24 February 2021
Online webinar: 16.00 – 17.00 GMT
This event is no longer available for registration.
The supply of sustainable low carbon energy is one of the greatest challenges of our time. Major breakthroughs in clean energy technologies require advances in new materials and underpinning science.
Indeed, a greater fundamental understanding of materials for batteries and solar cells requires characterization of their underlying structural and transport behaviour. In this context, combined modelling-experimental studies of energy materials are now a powerful approach for investigating such properties at the atomic level.
This presentation will describe recent studies in the areas of lithium-ion batteries for electric vehicles and novel perovskite materials for solar cells.
This presentation will not be recorded or available on Youtube.
University of Bath
Saiful Islam is Professor of Materials Chemistry at the University of Bath. He grew up in Crouch End London and obtained his degree and PhD from University College London, followed by a Postdoctoral Fellowship at the Eastman Kodak Labs in New York, and a lecturer position at the University of Surrey before joining Bath in 2006.
His research encompasses major contributions to the deeper understanding of atomistic processes in materials for lithium batteries and perovskite solar cells with more than 225 publications. He has received several awards including the 2020 ACS Award in Energy Chemistry, the 2017 RSC Peter Day Award for Materials Chemistry and the 2013 Royal Society Wolfson Research Merit Award.

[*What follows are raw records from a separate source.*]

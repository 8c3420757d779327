//! Cache hooks that keep [`Regions`] in step with the caches.
//!
//! Hooks run on feed consumers, so every region mutation is posted to the
//! [`TickQueue`] and applied the next time the tick loop drains it. Hooks hold
//! the manager weakly; work posted after the manager is dropped is skipped.

use crate::region::Claim;
use crate::regions::Regions;
use legacy_cache::{CacheHook, TickQueue};
use legacy_db::schema::{NationOutpost, Settlement, SettlementZone, Territory};
use legacy_db::DbObject;
use std::marker::PhantomData;
use std::sync::{Arc, Weak};
use tracing::trace;

pub struct RegionSync<E> {
    name: String,
    regions: Weak<Regions>,
    tick: TickQueue,
    _claim: PhantomData<fn() -> E>,
}

impl<E: Claim> RegionSync<E> {
    pub fn new(regions: &Arc<Regions>, tick: &TickQueue) -> Self {
        Self {
            name: format!("regions:{}", E::COLLECTION),
            regions: Arc::downgrade(regions),
            tick: tick.clone(),
            _claim: PhantomData,
        }
    }

    fn post(&self, entity: Arc<E>, removed: bool) {
        let regions = self.regions.clone();
        self.tick.post(move || {
            let Some(regions) = regions.upgrade() else {
                trace!("region manager gone, dropping {}", entity.id());
                return;
            };
            if removed {
                regions.remove(&*entity);
            } else {
                regions.upsert(&*entity);
            }
        });
    }
}

impl<E: Claim> CacheHook<E> for RegionSync<E> {
    fn name(&self) -> &str {
        &self.name
    }

    fn on_insert(&self, entity: &Arc<E>) -> anyhow::Result<()> {
        self.post(entity.clone(), false);
        Ok(())
    }

    fn on_update(&self, _old: &Arc<E>, new: &Arc<E>) -> anyhow::Result<()> {
        self.post(new.clone(), false);
        Ok(())
    }

    fn on_delete(&self, entity: &Arc<E>) -> anyhow::Result<()> {
        self.post(entity.clone(), true);
        Ok(())
    }
}

/// Registers region hooks on every cache that defines regions.
pub fn install(regions: &Arc<Regions>, tick: &TickQueue) {
    let caches = regions.caches();
    caches
        .settlements
        .add_hook(Arc::new(RegionSync::<Settlement>::new(regions, tick)));
    caches
        .outposts
        .add_hook(Arc::new(RegionSync::<NationOutpost>::new(regions, tick)));
    caches
        .territories
        .add_hook(Arc::new(RegionSync::<Territory>::new(regions, tick)));
    caches
        .zones
        .add_hook(Arc::new(RegionSync::<SettlementZone>::new(regions, tick)));
}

As well as directing the Faraday Institution CATMAT project on next-generation Li-ion cathode materials, he serves on the RSC Board of Trustees and the Royal Society Public Engagement Committee.
Saiful was invited to present the prestigious 80th anniversary Royal Institution Christmas Lectures in 2016 for BBC TV on the theme of energy, which included a Guinness World Record for the highest voltage (1,275 V) from a lemon battery! He is also a Patron of Humanists UK.